++++ Supplied records ++++
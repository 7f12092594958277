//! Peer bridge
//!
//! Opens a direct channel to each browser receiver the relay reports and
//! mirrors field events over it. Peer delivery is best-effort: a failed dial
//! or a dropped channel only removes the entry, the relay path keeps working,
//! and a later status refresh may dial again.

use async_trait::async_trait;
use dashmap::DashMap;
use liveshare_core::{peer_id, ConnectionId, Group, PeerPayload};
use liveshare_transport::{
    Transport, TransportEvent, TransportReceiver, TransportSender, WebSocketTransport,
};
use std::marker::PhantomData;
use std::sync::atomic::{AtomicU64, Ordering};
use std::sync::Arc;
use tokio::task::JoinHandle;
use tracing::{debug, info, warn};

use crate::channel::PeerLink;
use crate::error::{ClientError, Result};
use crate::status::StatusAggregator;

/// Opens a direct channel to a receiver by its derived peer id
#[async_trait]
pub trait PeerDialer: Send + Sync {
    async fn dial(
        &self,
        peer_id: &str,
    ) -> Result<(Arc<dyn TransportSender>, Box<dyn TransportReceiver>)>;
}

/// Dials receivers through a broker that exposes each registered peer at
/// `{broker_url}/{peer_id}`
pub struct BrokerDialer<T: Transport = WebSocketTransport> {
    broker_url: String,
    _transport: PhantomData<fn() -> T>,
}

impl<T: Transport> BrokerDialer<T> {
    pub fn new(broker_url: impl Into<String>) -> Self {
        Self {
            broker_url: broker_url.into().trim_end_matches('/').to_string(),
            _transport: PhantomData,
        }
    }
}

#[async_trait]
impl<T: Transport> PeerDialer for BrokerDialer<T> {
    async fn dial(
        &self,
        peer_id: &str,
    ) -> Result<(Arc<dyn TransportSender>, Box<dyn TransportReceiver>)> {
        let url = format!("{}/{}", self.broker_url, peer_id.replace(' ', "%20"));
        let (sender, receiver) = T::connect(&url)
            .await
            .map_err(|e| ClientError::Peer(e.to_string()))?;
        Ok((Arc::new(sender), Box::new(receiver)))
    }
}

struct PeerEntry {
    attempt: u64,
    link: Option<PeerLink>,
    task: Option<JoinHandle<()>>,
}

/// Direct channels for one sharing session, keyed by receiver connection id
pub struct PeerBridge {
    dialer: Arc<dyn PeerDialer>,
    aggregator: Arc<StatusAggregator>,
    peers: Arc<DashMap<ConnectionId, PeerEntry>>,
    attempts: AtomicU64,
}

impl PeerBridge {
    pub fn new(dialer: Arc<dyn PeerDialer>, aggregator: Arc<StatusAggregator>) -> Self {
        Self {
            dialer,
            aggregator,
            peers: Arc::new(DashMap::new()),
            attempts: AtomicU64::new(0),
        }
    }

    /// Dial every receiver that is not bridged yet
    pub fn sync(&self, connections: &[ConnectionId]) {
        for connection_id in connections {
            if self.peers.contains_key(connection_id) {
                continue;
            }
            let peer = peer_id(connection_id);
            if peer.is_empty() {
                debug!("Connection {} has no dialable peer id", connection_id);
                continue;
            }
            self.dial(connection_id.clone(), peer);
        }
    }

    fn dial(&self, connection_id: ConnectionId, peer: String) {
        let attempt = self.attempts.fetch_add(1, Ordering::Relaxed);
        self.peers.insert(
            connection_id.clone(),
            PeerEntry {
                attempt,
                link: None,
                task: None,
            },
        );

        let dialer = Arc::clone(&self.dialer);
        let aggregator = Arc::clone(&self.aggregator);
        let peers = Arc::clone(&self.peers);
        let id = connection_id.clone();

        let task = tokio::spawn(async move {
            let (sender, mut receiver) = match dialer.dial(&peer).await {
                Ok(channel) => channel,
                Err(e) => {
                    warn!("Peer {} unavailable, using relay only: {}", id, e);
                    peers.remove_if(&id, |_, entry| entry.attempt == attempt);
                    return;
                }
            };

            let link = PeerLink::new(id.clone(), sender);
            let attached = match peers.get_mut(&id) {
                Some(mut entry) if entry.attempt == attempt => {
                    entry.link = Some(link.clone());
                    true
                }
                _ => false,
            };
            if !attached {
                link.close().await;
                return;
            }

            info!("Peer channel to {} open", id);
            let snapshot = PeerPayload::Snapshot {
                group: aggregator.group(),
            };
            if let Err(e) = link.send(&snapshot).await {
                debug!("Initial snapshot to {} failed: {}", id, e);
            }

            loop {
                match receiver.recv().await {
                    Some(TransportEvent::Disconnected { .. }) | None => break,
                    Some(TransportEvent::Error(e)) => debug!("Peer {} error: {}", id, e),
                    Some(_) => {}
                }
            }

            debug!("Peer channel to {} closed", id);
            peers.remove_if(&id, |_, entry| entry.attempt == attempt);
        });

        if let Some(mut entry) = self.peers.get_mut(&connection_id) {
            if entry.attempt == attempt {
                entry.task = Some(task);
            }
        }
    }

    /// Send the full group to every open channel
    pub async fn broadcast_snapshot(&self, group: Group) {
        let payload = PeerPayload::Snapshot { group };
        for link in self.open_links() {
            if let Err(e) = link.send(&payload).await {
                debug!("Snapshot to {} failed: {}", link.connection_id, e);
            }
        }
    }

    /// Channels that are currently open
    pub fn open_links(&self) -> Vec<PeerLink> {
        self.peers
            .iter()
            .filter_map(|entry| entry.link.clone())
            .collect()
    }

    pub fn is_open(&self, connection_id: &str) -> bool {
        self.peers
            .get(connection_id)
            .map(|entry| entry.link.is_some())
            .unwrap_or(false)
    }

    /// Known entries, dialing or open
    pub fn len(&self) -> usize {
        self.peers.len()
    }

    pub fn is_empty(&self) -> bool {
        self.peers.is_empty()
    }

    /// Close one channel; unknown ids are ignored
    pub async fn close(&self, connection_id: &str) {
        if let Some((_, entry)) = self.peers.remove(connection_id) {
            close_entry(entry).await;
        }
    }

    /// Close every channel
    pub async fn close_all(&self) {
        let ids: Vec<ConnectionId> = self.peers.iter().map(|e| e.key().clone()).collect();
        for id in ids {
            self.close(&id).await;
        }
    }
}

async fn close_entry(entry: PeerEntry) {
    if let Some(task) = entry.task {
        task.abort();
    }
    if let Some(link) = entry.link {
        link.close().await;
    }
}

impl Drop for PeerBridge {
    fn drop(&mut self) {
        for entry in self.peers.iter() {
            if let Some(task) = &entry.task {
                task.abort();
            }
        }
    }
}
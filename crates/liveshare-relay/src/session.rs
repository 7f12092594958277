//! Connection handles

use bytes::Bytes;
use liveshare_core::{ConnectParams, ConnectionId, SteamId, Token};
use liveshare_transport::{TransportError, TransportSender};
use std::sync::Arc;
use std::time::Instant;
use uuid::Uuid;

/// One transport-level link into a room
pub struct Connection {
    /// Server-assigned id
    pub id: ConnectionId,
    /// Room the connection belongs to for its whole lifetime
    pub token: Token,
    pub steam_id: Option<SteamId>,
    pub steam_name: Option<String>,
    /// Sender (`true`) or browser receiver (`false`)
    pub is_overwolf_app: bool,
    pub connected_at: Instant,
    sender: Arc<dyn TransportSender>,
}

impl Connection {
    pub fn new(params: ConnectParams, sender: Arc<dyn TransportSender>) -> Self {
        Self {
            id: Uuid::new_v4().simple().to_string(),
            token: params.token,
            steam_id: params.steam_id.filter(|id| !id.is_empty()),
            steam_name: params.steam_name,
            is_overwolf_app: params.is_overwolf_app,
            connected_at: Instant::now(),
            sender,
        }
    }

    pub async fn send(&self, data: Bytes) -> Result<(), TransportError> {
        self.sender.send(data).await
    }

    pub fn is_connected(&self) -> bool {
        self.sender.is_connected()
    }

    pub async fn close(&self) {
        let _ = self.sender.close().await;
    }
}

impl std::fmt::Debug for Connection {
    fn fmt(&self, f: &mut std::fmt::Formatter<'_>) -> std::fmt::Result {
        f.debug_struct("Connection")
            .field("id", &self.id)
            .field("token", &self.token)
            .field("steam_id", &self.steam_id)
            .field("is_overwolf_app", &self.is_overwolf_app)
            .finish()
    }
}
++++
++++ Supplied records ++++
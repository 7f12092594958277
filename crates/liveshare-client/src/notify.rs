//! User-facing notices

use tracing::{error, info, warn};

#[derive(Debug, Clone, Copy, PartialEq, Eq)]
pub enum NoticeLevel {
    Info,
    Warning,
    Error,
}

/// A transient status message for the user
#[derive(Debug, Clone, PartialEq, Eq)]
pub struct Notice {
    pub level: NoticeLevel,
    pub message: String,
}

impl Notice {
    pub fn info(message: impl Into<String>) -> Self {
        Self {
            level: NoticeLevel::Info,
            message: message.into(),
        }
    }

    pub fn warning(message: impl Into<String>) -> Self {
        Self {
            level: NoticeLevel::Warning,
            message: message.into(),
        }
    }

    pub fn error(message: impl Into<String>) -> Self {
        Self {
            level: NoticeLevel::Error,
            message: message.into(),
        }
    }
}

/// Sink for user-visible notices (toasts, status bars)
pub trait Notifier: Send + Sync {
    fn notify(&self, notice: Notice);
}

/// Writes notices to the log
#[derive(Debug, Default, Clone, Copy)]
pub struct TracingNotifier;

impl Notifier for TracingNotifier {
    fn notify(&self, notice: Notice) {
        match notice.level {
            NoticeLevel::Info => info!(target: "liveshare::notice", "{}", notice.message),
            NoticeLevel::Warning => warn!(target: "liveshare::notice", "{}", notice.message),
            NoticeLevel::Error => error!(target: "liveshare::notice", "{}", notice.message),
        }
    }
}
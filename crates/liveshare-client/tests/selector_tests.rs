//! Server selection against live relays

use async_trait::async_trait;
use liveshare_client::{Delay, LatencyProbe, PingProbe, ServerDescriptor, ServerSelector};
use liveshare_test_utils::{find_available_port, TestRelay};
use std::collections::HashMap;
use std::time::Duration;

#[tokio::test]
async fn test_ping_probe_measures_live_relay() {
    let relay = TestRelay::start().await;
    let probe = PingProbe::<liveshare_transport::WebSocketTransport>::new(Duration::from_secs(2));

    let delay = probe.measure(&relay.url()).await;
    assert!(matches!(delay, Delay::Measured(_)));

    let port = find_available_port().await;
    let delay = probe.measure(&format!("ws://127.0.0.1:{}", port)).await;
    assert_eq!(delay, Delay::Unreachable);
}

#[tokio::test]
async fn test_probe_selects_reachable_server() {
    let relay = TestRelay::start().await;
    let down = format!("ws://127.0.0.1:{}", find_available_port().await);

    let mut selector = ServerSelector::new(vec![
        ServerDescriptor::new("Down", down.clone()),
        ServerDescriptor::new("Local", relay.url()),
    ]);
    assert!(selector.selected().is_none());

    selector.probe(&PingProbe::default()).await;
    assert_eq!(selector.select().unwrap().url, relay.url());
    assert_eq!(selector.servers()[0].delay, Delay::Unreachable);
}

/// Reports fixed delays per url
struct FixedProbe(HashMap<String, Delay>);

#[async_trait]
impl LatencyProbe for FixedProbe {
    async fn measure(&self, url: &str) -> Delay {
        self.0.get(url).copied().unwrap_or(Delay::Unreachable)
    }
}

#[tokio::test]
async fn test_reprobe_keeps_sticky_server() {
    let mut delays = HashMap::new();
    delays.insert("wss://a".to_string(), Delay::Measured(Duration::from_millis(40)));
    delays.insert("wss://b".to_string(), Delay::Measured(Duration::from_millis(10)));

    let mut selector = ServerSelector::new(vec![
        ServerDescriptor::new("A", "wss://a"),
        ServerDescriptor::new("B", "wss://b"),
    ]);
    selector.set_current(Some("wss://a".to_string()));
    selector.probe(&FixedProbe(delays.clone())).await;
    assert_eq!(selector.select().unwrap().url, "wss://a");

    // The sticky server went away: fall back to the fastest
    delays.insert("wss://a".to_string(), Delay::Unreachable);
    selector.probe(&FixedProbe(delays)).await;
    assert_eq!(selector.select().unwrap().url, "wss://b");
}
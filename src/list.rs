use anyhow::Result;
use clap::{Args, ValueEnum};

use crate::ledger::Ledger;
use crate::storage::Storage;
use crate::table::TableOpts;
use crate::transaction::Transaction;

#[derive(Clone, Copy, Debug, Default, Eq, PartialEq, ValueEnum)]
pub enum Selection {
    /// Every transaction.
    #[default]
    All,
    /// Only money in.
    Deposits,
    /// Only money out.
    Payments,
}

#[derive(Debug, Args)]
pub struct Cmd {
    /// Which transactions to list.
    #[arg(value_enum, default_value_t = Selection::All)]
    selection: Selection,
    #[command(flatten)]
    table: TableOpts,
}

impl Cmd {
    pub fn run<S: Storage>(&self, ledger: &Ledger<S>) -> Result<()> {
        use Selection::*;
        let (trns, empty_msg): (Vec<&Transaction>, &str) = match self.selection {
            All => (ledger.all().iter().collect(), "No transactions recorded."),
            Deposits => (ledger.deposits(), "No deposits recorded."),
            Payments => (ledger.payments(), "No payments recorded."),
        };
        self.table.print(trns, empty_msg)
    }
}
++++
Exercise aim
After locating the line holding "unavailable, using relay" above, output exactly that line and every line after it through the line holding "every open channel". Include nothing else.

Result of the task
                    warn!("Peer {} unavailable, using relay only: {}", id, e);
                    peers.remove_if(&id, |_, entry| entry.attempt == attempt);
                    return;
                }
            };

            let link = PeerLink::new(id.clone(), sender);
            let attached = match peers.get_mut(&id) {
                Some(mut entry) if entry.attempt == attempt => {
                    entry.link = Some(link.clone());
                    true
                }
                _ => false,
            };
            if !attached {
                link.close().await;
                return;
            }

            info!("Peer channel to {} open", id);
            let snapshot = PeerPayload::Snapshot {
                group: aggregator.group(),
            };
            if let Err(e) = link.send(&snapshot).await {
                debug!("Initial snapshot to {} failed: {}", id, e);
            }

            loop {
                match receiver.recv().await {
                    Some(TransportEvent::Disconnected { .. }) | None => break,
                    Some(TransportEvent::Error(e)) => debug!("Peer {} error: {}", id, e),
                    Some(_) => {}
                }
            }

            debug!("Peer channel to {} closed", id);
            peers.remove_if(&id, |_, entry| entry.attempt == attempt);
        });

        if let Some(mut entry) = self.peers.get_mut(&connection_id) {
            if entry.attempt == attempt {
                entry.task = Some(task);
            }
        }
    }

    /// Send the full group to every open channel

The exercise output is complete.